Extracted data entries.
::::

//! Weighted random quote selection via cumulative-sum inversion sampling:
//! quote *i* is chosen with probability `weight_i / total_weight`.

use crate::{
    db,
    models::{QuoteWeight, QuoteWithSource},
};
use rand::Rng;
use sqlx::SqlitePool;

/// Walk the snapshot in its given (primary-key) order, accumulating weights,
/// and return the index of the first entry whose running total reaches `r`.
///
/// Deterministic for a fixed snapshot and draw. The final fallback to the
/// last entry guards against a draw outside the cumulative range, which can
/// only come from a caller bug or a weight mutated mid-walk. The running
/// total is widened to i128 so no set of i64 weights can overflow it.
pub fn pick_by_draw(weights: &[QuoteWeight], r: i128) -> Option<usize> {
    let mut acc: i128 = 0;
    for (i, entry) in weights.iter().enumerate() {
        acc += i128::from(entry.weight);
        if r <= acc {
            return Some(i);
        }
    }
    weights.len().checked_sub(1)
}

/// Pick one quote at random, proportionally to weight. `Ok(None)` means
/// there are no quotes at all; that is an empty result, not an error.
pub async fn pick_weighted_random(
    pool: &SqlitePool,
) -> Result<Option<QuoteWithSource>, sqlx::Error> {
    let weights = db::quote_weights(pool).await?;
    let total: i128 = weights.iter().map(|w| i128::from(w.weight)).sum();
    if total <= 0 {
        return Ok(None);
    }

    let r = rand::thread_rng().gen_range(1..=total);
    let Some(index) = pick_by_draw(&weights, r) else {
        return Ok(None);
    };

    // The weights were a snapshot; the row may have vanished since.
    db::get_quote(pool, weights[index].id).await
}
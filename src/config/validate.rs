// src/config/validate.rs

use std::time::Duration;

use crate::config::model::{ConfigFile, QueueSection, RawConfigFile};
use crate::decode::is_known_label;
use crate::errors::{Result, VcsRunnerError};
use crate::exec::QueueOptions;
use crate::types::ForcePath;

impl TryFrom<RawConfigFile> for ConfigFile {
    type Error = crate::errors::VcsRunnerError;

    fn try_from(raw: RawConfigFile) -> std::result::Result<Self, Self::Error> {
        validate_raw_config(&raw)?;
        let queue = queue_options(&raw.queue)?;
        Ok(ConfigFile::new_unchecked(raw.settings, raw.executables, queue))
    }
}

fn validate_raw_config(cfg: &RawConfigFile) -> Result<()> {
    validate_encodings(cfg)?;
    validate_force_path(cfg)?;
    validate_executables(cfg)?;
    Ok(())
}

fn validate_encodings(cfg: &RawConfigFile) -> Result<()> {
    let settings = &cfg.settings;

    if !is_known_label(&settings.encoding) {
        return Err(VcsRunnerError::ConfigError(format!(
            "[settings].encoding: unknown encoding '{}'",
            settings.encoding
        )));
    }

    for label in settings.fallback_encodings.iter() {
        if !is_known_label(label) {
            return Err(VcsRunnerError::ConfigError(format!(
                "[settings].fallback_encodings: unknown encoding '{}'",
                label
            )));
        }
    }

    Ok(())
}

fn validate_force_path(cfg: &RawConfigFile) -> Result<()> {
    if let Some(ForcePath::List(entries)) = &cfg.settings.force_path {
        if let Err(e) = std::env::join_paths(entries) {
            return Err(VcsRunnerError::ConfigError(format!(
                "[settings].force_path: {e}"
            )));
        }
    }
    Ok(())
}

fn validate_executables(cfg: &RawConfigFile) -> Result<()> {
    for (name, argv) in cfg.executables.iter() {
        if argv.is_empty() || argv[0].trim().is_empty() {
            return Err(VcsRunnerError::ConfigError(format!(
                "[executables].{} must name a program (got {:?})",
                name, argv
            )));
        }
    }
    Ok(())
}

fn queue_options(section: &QueueSection) -> Result<QueueOptions> {
    Ok(QueueOptions {
        submit_timeout: positive_duration("submit_timeout", &section.submit_timeout)?,
        result_timeout: positive_duration("result_timeout", &section.result_timeout)?,
        async_result_timeout: positive_duration(
            "async_result_timeout",
            &section.async_result_timeout,
        )?,
        worker_poll_interval: positive_duration(
            "worker_poll_interval",
            &section.worker_poll_interval,
        )?,
    })
}

fn positive_duration(key: &str, value: &str) -> Result<Duration> {
    let duration = parse_duration(value)
        .map_err(|e| VcsRunnerError::ConfigError(format!("[queue].{key}: {e}")))?;

    if duration.is_zero() {
        return Err(VcsRunnerError::ConfigError(format!(
            "[queue].{key} must be greater than zero (got \"{value}\")"
        )));
    }
    Ok(duration)
}

/// Parse durations like `"500ms"`, `"10s"`, `"2m"`, `"1h"`.
pub fn parse_duration(s: &str) -> std::result::Result<Duration, String> {
    let s = s.trim();
    if s.is_empty() {
        return Err("empty duration string".to_string());
    }

    // Find the boundary between digits and suffix.
    let idx = s
        .chars()
        .position(|c| !c.is_ascii_digit())
        .ok_or_else(|| "duration missing unit suffix".to_string())?;

    let (num_part, unit_part) = s.split_at(idx);
    let value: u64 = num_part
        .parse()
        .map_err(|e| format!("invalid duration number '{}': {}", num_part, e))?;
    let unit = unit_part.trim().to_lowercase();

    let secs_per_unit = match unit.as_str() {
        "ms" => return Ok(Duration::from_millis(value)),
        "s" => 1,
        "m" => 60,
        "h" => 60 * 60,
        _ => {
            return Err(format!(
                "unsupported duration unit '{}'; expected ms, s, m, or h",
                unit
            ));
        }
    };

    value
        .checked_mul(secs_per_unit)
        .map(Duration::from_secs)
        .ok_or_else(|| format!("duration '{}' is out of range", s))
}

::::

Task brief. Each line from the top of the data, up to and including the line that contains "validate_raw_config(&raw)?;", should be set down exactly.

Exercise solution.
//! Weighted random quote selection via cumulative-sum inversion sampling:
//! quote *i* is chosen with probability `weight_i / total_weight`.

use crate::{
    db,
    models::{QuoteWeight, QuoteWithSource},
};
use rand::Rng;
use sqlx::SqlitePool;

/// Walk the snapshot in its given (primary-key) order, accumulating weights,
/// and return the index of the first entry whose running total reaches `r`.
///
/// Deterministic for a fixed snapshot and draw. The final fallback to the
/// last entry guards against a draw outside the cumulative range, which can
/// only come from a caller bug or a weight mutated mid-walk. The running
/// total is widened to i128 so no set of i64 weights can overflow it.
pub fn pick_by_draw(weights: &[QuoteWeight], r: i128) -> Option<usize> {
    let mut acc: i128 = 0;
    for (i, entry) in weights.iter().enumerate() {
        acc += i128::from(entry.weight);
        if r <= acc {
            return Some(i);
        }
    }
    weights.len().checked_sub(1)
}

/// Pick one quote at random, proportionally to weight. `Ok(None)` means
/// there are no quotes at all; that is an empty result, not an error.
pub async fn pick_weighted_random(
    pool: &SqlitePool,
) -> Result<Option<QuoteWithSource>, sqlx::Error> {
    let weights = db::quote_weights(pool).await?;
    let total: i128 = weights.iter().map(|w| i128::from(w.weight)).sum();
    if total <= 0 {
        return Ok(None);
    }

    let r = rand::thread_rng().gen_range(1..=total);
    let Some(index) = pick_by_draw(&weights, r) else {
        return Ok(None);
    };

    // The weights were a snapshot; the row may have vanished since.
    db::get_quote(pool, weights[index].id).await
}
filename src/config/validate.rs
// src/config/validate.rs

use std::time::Duration;

use crate::config::model::{ConfigFile, QueueSection, RawConfigFile};
use crate::decode::is_known_label;
use crate::errors::{Result, VcsRunnerError};
use crate::exec::QueueOptions;
use crate::types::ForcePath;

impl TryFrom<RawConfigFile> for ConfigFile {
    type Error = crate::errors::VcsRunnerError;

    fn try_from(raw: RawConfigFile) -> std::result::Result<Self, Self::Error> {
        validate_raw_config(&raw)?;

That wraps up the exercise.